# HOW TO COMPLETE THIS TASK
In the entries below, find each line with the word "lifecycle" and pull it out.
Start of SOURCE MATERIAL
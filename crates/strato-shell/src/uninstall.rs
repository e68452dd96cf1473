// Copyright (C) 2025 SyncMyOrders Sp. z o.o.
// SPDX-License-Identifier: AGPL-3.0-or-later
//! Service and application uninstallation drivers.

use std::collections::BTreeMap;
use std::sync::Arc;

use tokio_util::sync::CancellationToken;
use tracing::debug;

use strato_inspect::{
    AdminGateway, ApplicationUninstallProbe, EventsDisplayer, ServiceUninstallProbe,
    UninstallationInspector,
};

use crate::error::ShellError;
use crate::install::{
    wait_until_done, DEFAULT_APPLICATION_TIMEOUT_MINUTES, DEFAULT_SERVICE_TIMEOUT_MINUTES,
};

/// Index of the last event a deployment produced so far (0 when the stream
/// is still empty). Uninstall polling starts after it.
async fn last_event_index(
    gateway: &dyn AdminGateway,
    deployment_id: &str,
) -> Result<u64, ShellError> {
    let events = gateway.last_deployment_event(deployment_id).await?;
    Ok(events.last_index().unwrap_or(0))
}

/// Uninstalls one service and watches the lifecycle until the gateway
/// reports it undeployed.
pub struct ServiceUninstaller {
    gateway: Arc<dyn AdminGateway>,
    application_name: String,
    service_name: String,
    initial_timeout_minutes: u64,
    verbose: bool,
    interactive: bool,
    cancel: CancellationToken,
}

impl ServiceUninstaller {
    pub fn new(
        gateway: Arc<dyn AdminGateway>,
        application_name: impl Into<String>,
        service_name: impl Into<String>,
    ) -> Self {
        Self {
            gateway,
            application_name: application_name.into(),
            service_name: service_name.into(),
            initial_timeout_minutes: DEFAULT_SERVICE_TIMEOUT_MINUTES,
            verbose: false,
            interactive: true,
            cancel: CancellationToken::new(),
        }
    }

    /// Set the first wait budget, in minutes.
    pub fn with_initial_timeout(mut self, minutes: u64) -> Self {
        self.initial_timeout_minutes = minutes;
        self
    }

    pub fn with_verbose(mut self, verbose: bool) -> Self {
        self.verbose = verbose;
        self
    }

    /// Allow or suppress the "keep waiting?" prompt on timeout.
    pub fn with_interactive(mut self, interactive: bool) -> Self {
        self.interactive = interactive;
        self
    }

    /// Attach an external cancellation signal (e.g. Ctrl-C).
    pub fn with_cancellation(mut self, cancel: CancellationToken) -> Self {
        self.cancel = cancel;
        self
    }

    /// Request the uninstallation and watch it to completion.
    pub async fn uninstall(&self) -> Result<(), ShellError> {
        let description = match self
            .gateway
            .service_description(&self.application_name, &self.service_name)
            .await
        {
            Ok(description) => description,
            Err(err) if err.is_not_found() => {
                return Err(ShellError::ServiceNotFound {
                    application_name: self.application_name.clone(),
                    service_name: self.service_name.clone(),
                });
            }
            Err(err) => return Err(err.into()),
        };

        // The uninstall appends to this deployment's event stream; skip the
        // history the install already produced.
        let deployment_id = description.deployment_id.clone();
        let last_index = last_event_index(&*self.gateway, &deployment_id).await?;

        self.gateway
            .uninstall_service(
                &self.application_name,
                &self.service_name,
                self.initial_timeout_minutes as u32,
            )
            .await?;
        debug!(
            service_name = %self.service_name,
            deployment_id = %deployment_id,
            last_event_index = last_index,
            "service uninstallation accepted"
        );

        let mut displayer = EventsDisplayer::new();
        displayer.print_event(&format!("Uninstalling service {}", self.service_name));
        displayer.print_event(&format!(
            "Waiting for life cycle events of service {}",
            self.service_name
        ));

        let initial_running =
            BTreeMap::from([(self.service_name.clone(), description.instance_count)]);
        let probe = ServiceUninstallProbe::new(self.gateway.clone(), &self.application_name);
        let mut inspector = UninstallationInspector::new(
            self.gateway.clone(),
            deployment_id,
            &self.application_name,
            self.verbose,
            initial_running,
            last_index,
            Box::new(probe),
        )
        .with_cancellation(self.cancel.clone());

        wait_until_done(
            &mut inspector,
            self.initial_timeout_minutes,
            DEFAULT_SERVICE_TIMEOUT_MINUTES,
            self.interactive,
            &format!(
                "Would you like to continue waiting for the uninstallation of service {}?",
                self.service_name
            ),
        )
        .await?;

        displayer.print_event("");
        Ok(())
    }
}

/// Uninstalls an application and watches the lifecycle until the gateway
/// reports it undeployed.
pub struct ApplicationUninstaller {
    gateway: Arc<dyn AdminGateway>,
    application_name: String,
    initial_timeout_minutes: u64,
    verbose: bool,
    interactive: bool,
    cancel: CancellationToken,
}

impl ApplicationUninstaller {
    pub fn new(gateway: Arc<dyn AdminGateway>, application_name: impl Into<String>) -> Self {
        Self {
            gateway,
            application_name: application_name.into(),
            initial_timeout_minutes: DEFAULT_APPLICATION_TIMEOUT_MINUTES,
            verbose: false,
            interactive: true,
            cancel: CancellationToken::new(),
        }
    }

    /// Set the first wait budget, in minutes.
    pub fn with_initial_timeout(mut self, minutes: u64) -> Self {
        self.initial_timeout_minutes = minutes;
        self
    }

    pub fn with_verbose(mut self, verbose: bool) -> Self {
        self.verbose = verbose;
        self
    }

    /// Allow or suppress the "keep waiting?" prompt on timeout.
    pub fn with_interactive(mut self, interactive: bool) -> Self {
        self.interactive = interactive;
        self
    }

    /// Attach an external cancellation signal (e.g. Ctrl-C).
    pub fn with_cancellation(mut self, cancel: CancellationToken) -> Self {
        self.cancel = cancel;
        self
    }

    /// Request the uninstallation and watch it to completion.
    pub async fn uninstall(&self) -> Result<(), ShellError> {
        let description = match self
            .gateway
            .application_description(&self.application_name)
            .await
        {
            Ok(description) => description,
            Err(err) if err.is_not_found() => {
                return Err(ShellError::ApplicationNotFound(self.application_name.clone()));
            }
            Err(err) => return Err(err.into()),
        };

        // An application exists through its deployed services; without any
        // there is nothing to uninstall or watch.
        let Some(first_service) = description.services.first() else {
            return Err(ShellError::ApplicationNotFound(self.application_name.clone()));
        };
        let deployment_id = first_service.deployment_id.clone();

        let initial_running: BTreeMap<String, u32> = description
            .services
            .iter()
            .map(|service| (service.service_name.clone(), service.instance_count))
            .collect();

        let last_index = last_event_index(&*self.gateway, &deployment_id).await?;

        self.gateway
            .uninstall_application(&self.application_name, self.initial_timeout_minutes as u32)
            .await?;
        debug!(
            application_name = %self.application_name,
            deployment_id = %deployment_id,
            last_event_index = last_index,
            "application uninstallation accepted"
        );

        let mut displayer = EventsDisplayer::new();
        displayer.print_event(&format!(
            "Uninstalling application {}",
            self.application_name
        ));
        displayer.print_event(&format!(
            "Waiting for life cycle events of application {}",
            self.application_name
        ));

        let probe = ApplicationUninstallProbe::new(self.gateway.clone(), &self.application_name);
        let mut inspector = UninstallationInspector::new(
            self.gateway.clone(),
            deployment_id,
            &self.application_name,
            self.verbose,
            initial_running,
            last_index,
            Box::new(probe),
        )
        .with_cancellation(self.cancel.clone());

        wait_until_done(
            &mut inspector,
            self.initial_timeout_minutes,
            DEFAULT_APPLICATION_TIMEOUT_MINUTES,
            self.interactive,
            &format!(
                "Would you like to continue waiting for the uninstallation of application {}?",
                self.application_name
            ),
        )
        .await?;

        displayer.print_event("");
        Ok(())
    }
}
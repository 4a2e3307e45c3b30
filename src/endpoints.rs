//! The API endpoint URIs.
//!
//! For endpoints that take a parameter, e.g., '/api/todos/{todo_id}', tests
//! use `format_endpoint` to fill in the parameter.

/// The route to list and create expenses.
pub const EXPENSES: &str = "/api/expenses";
/// The route to delete a single expense.
pub const EXPENSE: &str = "/api/expenses/{expense_id}";
/// The route for today/this-month expense statistics.
pub const EXPENSE_STATS: &str = "/api/expenses/stats";
/// The route for the trailing monthly expense trend.
pub const EXPENSE_TREND: &str = "/api/expenses/trend";
/// The route to list and create todos.
pub const TODOS: &str = "/api/todos";
/// The route to update or delete a single todo.
pub const TODO: &str = "/api/todos/{todo_id}";
/// The route for the combined summary of the current day.
pub const TODAY_SUMMARY: &str = "/api/summary/today";

/// Replace the parameter in `endpoint_path` with `id`.
///
/// A parameter is a string that starts with a left brace, followed by
/// lowercase letters or underscores, and ends with a right brace.
/// For example, in the endpoint path '/api/todos/{todo_id}', '{todo_id}' is
/// the parameter.
///
/// This function assumes that an endpoint path only contains ASCII characters
/// and a single parameter.
///
/// If no parameter is found in `endpoint_path`, the function returns the
/// the original `endpoint_path`.
#[cfg(test)]
pub fn format_endpoint(endpoint_path: &str, id: i64) -> String {
    let mut param_start = None;
    let mut param_end = None;

    for (i, c) in endpoint_path.chars().enumerate() {
        if c == '{' {
            param_start = Some(i);
        } else if param_start.is_some() && c == '}' {
            param_end = Some(i + 1);
            break;
        }
    }

    let param_start = match param_start {
        Some(start) => start,
        None => return endpoint_path.to_string(),
    };

    let param_end = param_end.unwrap_or(endpoint_path.len());

    format!(
        "{}{}{}",
        &endpoint_path[..param_start],
        id,
        &endpoint_path[param_end..]
    )
}

// These tests are here so that we know when we call `Uri::from_shared` it will not panic.
#[cfg(test)]
mod endpoints_tests {
    use axum::http::Uri;

    use crate::endpoints;

    use super::format_endpoint;

    fn assert_endpoint_is_valid_uri(uri: &str) {
        assert!(uri.parse::<Uri>().is_ok());
    }

    #[test]
    fn endpoints_are_valid_uris() {
        assert_endpoint_is_valid_uri(endpoints::EXPENSES);
        assert_endpoint_is_valid_uri(endpoints::EXPENSE);
        assert_endpoint_is_valid_uri(endpoints::EXPENSE_STATS);
        assert_endpoint_is_valid_uri(endpoints::EXPENSE_TREND);
        assert_endpoint_is_valid_uri(endpoints::TODOS);
        assert_endpoint_is_valid_uri(endpoints::TODO);
        assert_endpoint_is_valid_uri(endpoints::TODAY_SUMMARY);
    }

    #[test]
    fn produces_valid_uri() {
        let formatted_path = format_endpoint("/api/todos/{todo_id}", 1);

        assert_eq!(formatted_path, "/api/todos/1");
        assert!(formatted_path.parse::<Uri>().is_ok());
    }

    #[test]
    fn returns_original_path_with_no_parameter() {
        let formatted_path = format_endpoint("/api/todos", 1);

        assert_eq!(formatted_path, "/api/todos");
        assert!(formatted_path.parse::<Uri>().is_ok());
    }
}
//! Database ID type definitions.

/// The ID of an expense record.
pub type ExpenseId = i64;
/// The ID of a todo record.
pub type TodoId = i64;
End of SOURCE MATERIAL
# ANSWER BELOW
/// Uninstalls one service and watches the lifecycle until the gateway
/// Uninstalls an application and watches the lifecycle until the gateway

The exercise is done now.